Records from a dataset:
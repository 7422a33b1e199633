//! Chat service for orchestrating Claude AI conversations.
//!
//! This service handles the complete flow of:
//! 1. Saving user messages
//! 2. Converting conversation history to Claude format
//! 3. Calling the Claude API
//! 4. Executing tools when requested
//! 5. Saving assistant responses

use askama::Template;
use sqlx::PgPool;
use tracing::{info, instrument, warn};

use naked_pineapple_core::{AdminUserId, ChatRole, ChatSessionId};

use crate::claude::{
    ClaudeClient, ClaudeError, ContentBlock, Message, MessageContent, StopReason, ToolExecutor,
    shopify_tools,
};
use crate::db::{ChatRepository, RepositoryError};
use crate::models::chat::{ChatMessage, ChatSession};
use crate::shopify::AdminClient;

/// System prompt template for the Claude chat assistant.
#[derive(Template)]
#[template(path = "claude/system_prompt.txt")]
struct SystemPromptTemplate;

/// Render the system prompt template.
fn render_system_prompt() -> String {
    // This is a static template with no variables, so it cannot fail.
    // Using a const assertion would be ideal but Askama doesn't support that.
    SystemPromptTemplate
        .render()
        .unwrap_or_else(|_| String::from("You are a helpful assistant."))
}

/// Maximum number of tool use iterations to prevent infinite loops.
const MAX_TOOL_ITERATIONS: usize = 10;

/// Errors that can occur in the chat service.
#[derive(Debug, thiserror::Error)]
pub enum ChatError {
    /// Database error.
    #[error("database error: {0}")]
    Database(#[from] RepositoryError),

    /// Claude API error.
    #[error("Claude API error: {0}")]
    Claude(#[from] ClaudeError),

    /// Session not found.
    #[error("session not found")]
    SessionNotFound,

    /// Too many tool iterations (possible infinite loop).
    #[error("too many tool iterations")]
    TooManyToolIterations,
}

/// Chat service for orchestrating Claude AI conversations.
pub struct ChatService<'a> {
    pool: &'a PgPool,
    claude: &'a ClaudeClient,
    shopify: &'a AdminClient,
}

impl<'a> ChatService<'a> {
    /// Create a new chat service.
    #[must_use]
    pub const fn new(pool: &'a PgPool, claude: &'a ClaudeClient, shopify: &'a AdminClient) -> Self {
        Self {
            pool,
            claude,
            shopify,
        }
    }

    /// Create a new chat session for an admin user.
    ///
    /// # Errors
    ///
    /// Returns an error if the database operation fails.
    pub async fn create_session(
        &self,
        admin_user_id: AdminUserId,
    ) -> Result<ChatSession, ChatError> {
        let repo = ChatRepository::new(self.pool);
        Ok(repo.create_session(admin_user_id).await?)
    }

    /// Get a chat session by ID.
    ///
    /// # Errors
    ///
    /// Returns an error if the database operation fails.
    pub async fn get_session(
        &self,
        session_id: ChatSessionId,
    ) -> Result<Option<ChatSession>, ChatError> {
        let repo = ChatRepository::new(self.pool);
        Ok(repo.get_session(session_id).await?)
    }

    /// List chat sessions for an admin user.
    ///
    /// # Errors
    ///
    /// Returns an error if the database operation fails.
    pub async fn list_sessions(
        &self,
        admin_user_id: AdminUserId,
    ) -> Result<Vec<ChatSession>, ChatError> {
        let repo = ChatRepository::new(self.pool);
        Ok(repo.list_sessions(admin_user_id).await?)
    }

    /// Get all messages in a session.
    ///
    /// # Errors
    ///
    /// Returns an error if the database operation fails.
    pub async fn get_messages(
        &self,
        session_id: ChatSessionId,
    ) -> Result<Vec<ChatMessage>, ChatError> {
        let repo = ChatRepository::new(self.pool);
        Ok(repo.get_messages(session_id).await?)
    }

    /// Send a message and get a response.
    ///
    /// This handles the complete flow:
    /// 1. Save the user message
    /// 2. Load conversation history
    /// 3. Send to Claude with tools
    /// 4. Execute any tool calls
    /// 5. Loop until Claude responds with text
    /// 6. Save and return all new messages
    ///
    /// # Errors
    ///
    /// Returns an error if any step fails.
    #[instrument(skip(self, user_message), fields(session_id = %session_id))]
    pub async fn send_message(
        &self,
        session_id: ChatSessionId,
        user_message: &str,
    ) -> Result<Vec<ChatMessage>, ChatError> {
        let repo = ChatRepository::new(self.pool);

        // Verify session exists
        if repo.get_session(session_id).await?.is_none() {
            return Err(ChatError::SessionNotFound);
        }

        // Save user message
        let user_content = serde_json::json!({ "text": user_message });
        let user_msg = repo
            .add_message(session_id, ChatRole::User, user_content)
            .await?;

        let mut new_messages = vec![user_msg];

        // Load full conversation history
        let history = repo.get_messages(session_id).await?;

        // Convert to Claude message format
        let mut claude_messages = convert_to_claude_messages(&history);

        // Get available tools and system prompt
        let tools = shopify_tools();
        let system_prompt = render_system_prompt();

        // Tool use loop
        let executor = ToolExecutor::new(self.shopify);
        let mut iterations = 0;

        loop {
            iterations += 1;
            if iterations > MAX_TOOL_ITERATIONS {
                warn!("Too many tool iterations, stopping");
                return Err(ChatError::TooManyToolIterations);
            }

            // Send to Claude
            let response = self
                .claude
                .chat(
                    claude_messages.clone(),
                    Some(system_prompt.clone()),
                    Some(tools.clone()),
                )
                .await?;

            info!(
                stop_reason = ?response.stop_reason,
                content_blocks = response.content.len(),
                "Claude response received"
            );

            // Process response content
            let mut has_tool_use = false;
            let mut tool_results: Vec<ContentBlock> = Vec::new();

            for block in &response.content {
                match block {
                    ContentBlock::Text { text } => {
                        // Save assistant text message
                        let content = serde_json::json!({ "text": text });
                        let msg = repo
                            .add_message(session_id, ChatRole::Assistant, content)
                            .await?;
                        new_messages.push(msg);
                    }
                    ContentBlock::ToolUse { id, name, input } => {
                        has_tool_use = true;

                        // Save tool use message
                        let tool_use_content = serde_json::json!({
                            "id": id,
                            "name": name,
                            "input": input
                        });
                        let tool_use_msg = repo
                            .add_message(session_id, ChatRole::ToolUse, tool_use_content)
                            .await?;
                        new_messages.push(tool_use_msg);

                        // Execute the tool
                        let result = executor.execute(name, input).await;

                        let (result_content, is_error) = match result {
                            Ok(r) => (r, false),
                            Err(e) => (format!("Error: {e}"), true),
                        };

                        // Save tool result message
                        let tool_result_content = serde_json::json!({
                            "tool_use_id": id,
                            "content": result_content,
                            "is_error": is_error
                        });
                        let tool_result_msg = repo
                            .add_message(session_id, ChatRole::ToolResult, tool_result_content)
                            .await?;
                        new_messages.push(tool_result_msg);

                        // Build tool result for next Claude request
                        tool_results.push(ContentBlock::ToolResult {
                            tool_use_id: id.clone(),
                            content: result_content,
                            is_error: Some(is_error),
                        });
                    }
                    ContentBlock::ToolResult { .. } => {
                        // Should not appear in response
                    }
                }
            }

            // If Claude wants to use tools, add results and continue
            if has_tool_use && response.stop_reason == Some(StopReason::ToolUse) {
                // Add assistant message with tool use to conversation
                claude_messages.push(Message {
                    role: "assistant".to_string(),
                    content: MessageContent::Blocks(response.content.clone()),
                });

                // Add tool results as user message
                claude_messages.push(Message {
                    role: "user".to_string(),
                    content: MessageContent::Blocks(tool_results),
                });

                continue;
            }

            // Done - no more tool use
            break;
        }

        // Update session title from first message if not set
        if new_messages.len() == 1 {
            // This is the first message in a new session
            let title = generate_title(user_message);
            let _ = repo.update_session_title(session_id, &title).await;
        }

        Ok(new_messages)
    }
}

/// State for building Claude messages from database messages.
struct MessageBuilder {
    result: Vec<Message>,
    assistant_blocks: Vec<ContentBlock>,
    tool_results: Vec<ContentBlock>,
}

impl MessageBuilder {
    const fn new() -> Self {
        Self {
            result: Vec::new(),
            assistant_blocks: Vec::new(),
            tool_results: Vec::new(),
        }
    }

    fn flush_assistant_blocks(&mut self) {
        if !self.assistant_blocks.is_empty() {
            self.result.push(Message {
                role: "assistant".to_string(),
                content: MessageContent::Blocks(std::mem::take(&mut self.assistant_blocks)),
            });
        }
    }

    fn flush_tool_results(&mut self) {
        if !self.tool_results.is_empty() {
            self.result.push(Message {
                role: "user".to_string(),
                content: MessageContent::Blocks(std::mem::take(&mut self.tool_results)),
            });
        }
    }

    fn add_user_message(&mut self, msg: &ChatMessage) {
        self.flush_assistant_blocks();
        self.flush_tool_results();

        let text = get_json_str(&msg.content, "text");
        self.result.push(Message {
            role: "user".to_string(),
            content: MessageContent::Text(text),
        });
    }

    fn add_assistant_message(&mut self, msg: &ChatMessage) {
        self.flush_tool_results();

        let text = get_json_str(&msg.content, "text");
        self.assistant_blocks.push(ContentBlock::Text { text });
    }

    fn add_tool_use(&mut self, msg: &ChatMessage) {
        self.flush_tool_results();

        let id = get_json_str(&msg.content, "id");
        let name = get_json_str(&msg.content, "name");
        let input = msg
            .content
            .get("input")
            .cloned()
            .unwrap_or(serde_json::Value::Null);

        self.assistant_blocks
            .push(ContentBlock::ToolUse { id, name, input });
    }

    fn add_tool_result(&mut self, msg: &ChatMessage) {
        self.flush_assistant_blocks();

        let tool_use_id = get_json_str(&msg.content, "tool_use_id");
        let content = get_json_str(&msg.content, "content");
        let is_error = msg
            .content
            .get("is_error")
            .and_then(serde_json::Value::as_bool);

        self.tool_results.push(ContentBlock::ToolResult {
            tool_use_id,
            content,
            is_error,
        });
    }

    fn finish(mut self) -> Vec<Message> {
        self.flush_assistant_blocks();
        self.flush_tool_results();
        self.result
    }
}

/// Extract a string from JSON content, returning empty string if not found.
fn get_json_str(content: &serde_json::Value, key: &str) -> String {
    content
        .get(key)
        .and_then(serde_json::Value::as_str)
        .unwrap_or("")
        .to_string()
}

/// Convert database messages to Claude API message format.
fn convert_to_claude_messages(messages: &[ChatMessage]) -> Vec<Message> {
    let mut builder = MessageBuilder::new();

    for msg in messages {
        match msg.role {
            ChatRole::User => builder.add_user_message(msg),
            ChatRole::Assistant => builder.add_assistant_message(msg),
            ChatRole::ToolUse => builder.add_tool_use(msg),
            ChatRole::ToolResult => builder.add_tool_result(msg),
        }
    }

    builder.finish()
}

/// Generate a session title from the first user message.
fn generate_title(message: &str) -> String {
    const MAX_TITLE_LENGTH: usize = 50;

    let trimmed = message.trim();
    if trimmed.len() <= MAX_TITLE_LENGTH {
        trimmed.to_string()
    } else {
        // Find a good break point
        let truncated = &trimmed[..MAX_TITLE_LENGTH];
        truncated.rfind(' ').map_or_else(
            || format!("{truncated}..."),
            |space_idx| format!("{}...", &truncated[..space_idx]),
        )
    }
}

#[cfg(test)]
mod tests {
    use super::*;

    #[test]
    fn test_generate_title_short() {
        let title = generate_title("Show me recent orders");
        assert_eq!(title, "Show me recent orders");
    }

    #[test]
    fn test_generate_title_long() {
        let message = "This is a very long message that should be truncated because it exceeds the maximum title length";
        let title = generate_title(message);
        assert!(title.len() <= 53); // MAX_TITLE_LENGTH + "..."
        assert!(title.ends_with("..."));
    }

    #[test]
    fn test_generate_title_trims_whitespace() {
        let title = generate_title("  Hello world  ");
        assert_eq!(title, "Hello world");
    }
}
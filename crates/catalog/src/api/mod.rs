//! Remote catalog service access.
//!
//! The service is consumed as a black box: [`CatalogApi`] names the four
//! operations the controller needs, [`HttpCatalogApi`] is the production
//! transport, and tests substitute scripted implementations.

mod http;

pub use http::HttpCatalogApi;

use std::sync::Arc;

use async_trait::async_trait;
use thiserror::Error;

use shopglass_core::{ProductId, StarRating, UserId};

use crate::types::{Product, RatingSummary};

/// Errors that can occur when talking to the catalog service.
#[derive(Debug, Error)]
pub enum ApiError {
    /// HTTP request failed (connection errors and timeouts included).
    #[error("HTTP error: {0}")]
    Http(#[from] reqwest::Error),

    /// Service returned a non-success status.
    #[error("API error: {status} - {message}")]
    Api { status: u16, message: String },

    /// Failed to parse a response or build a request.
    #[error("Parse error: {0}")]
    Parse(String),
}

/// Operations exposed by the remote catalog service.
///
/// The controller is generic over this trait; anything `Send + Sync` that
/// can answer these four calls can stand in for the real service.
#[async_trait]
pub trait CatalogApi: Send + Sync {
    /// Fetch the full product collection, in server order.
    async fn list_products(&self) -> Result<Vec<Product>, ApiError>;

    /// Add a product to the user's cart. The response body is opaque;
    /// callers re-fetch the catalog for the post-add state.
    async fn add_to_cart(&self, user: &UserId, product: &ProductId) -> Result<(), ApiError>;

    /// Submit a star rating and return the authoritative new aggregate.
    async fn rate_product(
        &self,
        user: &UserId,
        product: &ProductId,
        rating: StarRating,
    ) -> Result<RatingSummary, ApiError>;

    /// Delete a product. The response body is opaque; callers re-fetch the
    /// catalog for the post-delete state.
    async fn delete_product(&self, product: &ProductId) -> Result<(), ApiError>;
}

#[async_trait]
impl<T: CatalogApi + ?Sized> CatalogApi for Arc<T> {
    async fn list_products(&self) -> Result<Vec<Product>, ApiError> {
        (**self).list_products().await
    }

    async fn add_to_cart(&self, user: &UserId, product: &ProductId) -> Result<(), ApiError> {
        (**self).add_to_cart(user, product).await
    }

    async fn rate_product(
        &self,
        user: &UserId,
        product: &ProductId,
        rating: StarRating,
    ) -> Result<RatingSummary, ApiError> {
        (**self).rate_product(user, product, rating).await
    }

    async fn delete_product(&self, product: &ProductId) -> Result<(), ApiError> {
        (**self).delete_product(product).await
    }
}

#[cfg(test)]
mod tests {
    use super::*;

    #[test]
    fn test_api_error_display() {
        let err = ApiError::Api {
            status: 404,
            message: "product not found".to_string(),
        };
        assert_eq!(err.to_string(), "API error: 404 - product not found");
    }

    #[test]
    fn test_parse_error_display() {
        let err = ApiError::Parse("expected an array".to_string());
        assert_eq!(err.to_string(), "Parse error: expected an array");
    }
}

**What this task involves:** In the reply, include exactly the lines from the beginning of the entries above through the line holding "use crate::shopify::AdminClient;", and nothing besides.

**Expected answer:**
repository 7422a33b1e199633
//! Chat service for orchestrating Claude AI conversations.
//!
//! This service handles the complete flow of:
//! 1. Saving user messages
//! 2. Converting conversation history to Claude format
//! 3. Calling the Claude API
//! 4. Executing tools when requested
//! 5. Saving assistant responses

use askama::Template;
use sqlx::PgPool;
use tracing::{info, instrument, warn};

use naked_pineapple_core::{AdminUserId, ChatRole, ChatSessionId};

use crate::claude::{
    ClaudeClient, ClaudeError, ContentBlock, Message, MessageContent, StopReason, ToolExecutor,
    shopify_tools,
};
use crate::db::{ChatRepository, RepositoryError};
use crate::models::chat::{ChatMessage, ChatSession};
use crate::shopify::AdminClient;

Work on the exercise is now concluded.